Collected data
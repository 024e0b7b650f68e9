//! HTML rendering through the public renderer API.

use attic_content::{MarkdownRenderer, RenderOptions, render_markdown};

#[test]
fn test_first_h1_removed_only_once() {
    let html = render_markdown("# One\n\ntext\n\n# Two");
    assert!(!html.contains("One</h1>"));
    assert!(html.contains("<h1>Two</h1>"));
}

#[test]
fn test_code_block_classes() {
    let html = render_markdown("```python\nprint('hi')\n```");
    assert!(html.contains("<pre><code class=\"hljs language-python\">"));

    let html = render_markdown("```\nplain\n```");
    assert!(html.contains("class=\"hljs language-plaintext\""));
    assert!(html.contains("plain"));
}

#[test]
fn test_unknown_language_keeps_declared_class() {
    let html = render_markdown("```klingon\nqapla'\n```");
    assert!(html.contains("language-klingon"));
}

#[test]
fn test_raw_html_escaped_by_default() {
    let html = render_markdown("<script>alert(1)</script>\n\nText <b>bold</b>");
    assert!(!html.contains("<script>"));
    assert!(html.contains("&lt;script&gt;"));
    assert!(!html.contains("<b>"));
}

#[test]
fn test_raw_html_passthrough_when_disabled() {
    let renderer = MarkdownRenderer::new(RenderOptions {
        escape_raw_html: false,
    });
    let html = renderer.render("Text <b>bold</b>");
    assert!(html.contains("<b>bold</b>"));
}

#[test]
fn test_extensions_enabled() {
    let html = render_markdown("| a | b |\n|---|---|\n| 1 | 2 |\n\n~~gone~~\n\n- [x] done");
    assert!(html.contains("<table>"));
    assert!(html.contains("<del>gone</del>"));
    assert!(html.contains("type=\"checkbox\""));
}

*Requirement:* Among the lines above, list those that contain the word "hljs".

*Written solution:*
    assert!(html.contains("<pre><code class=\"hljs language-python\">"));
    assert!(html.contains("class=\"hljs language-plaintext\""));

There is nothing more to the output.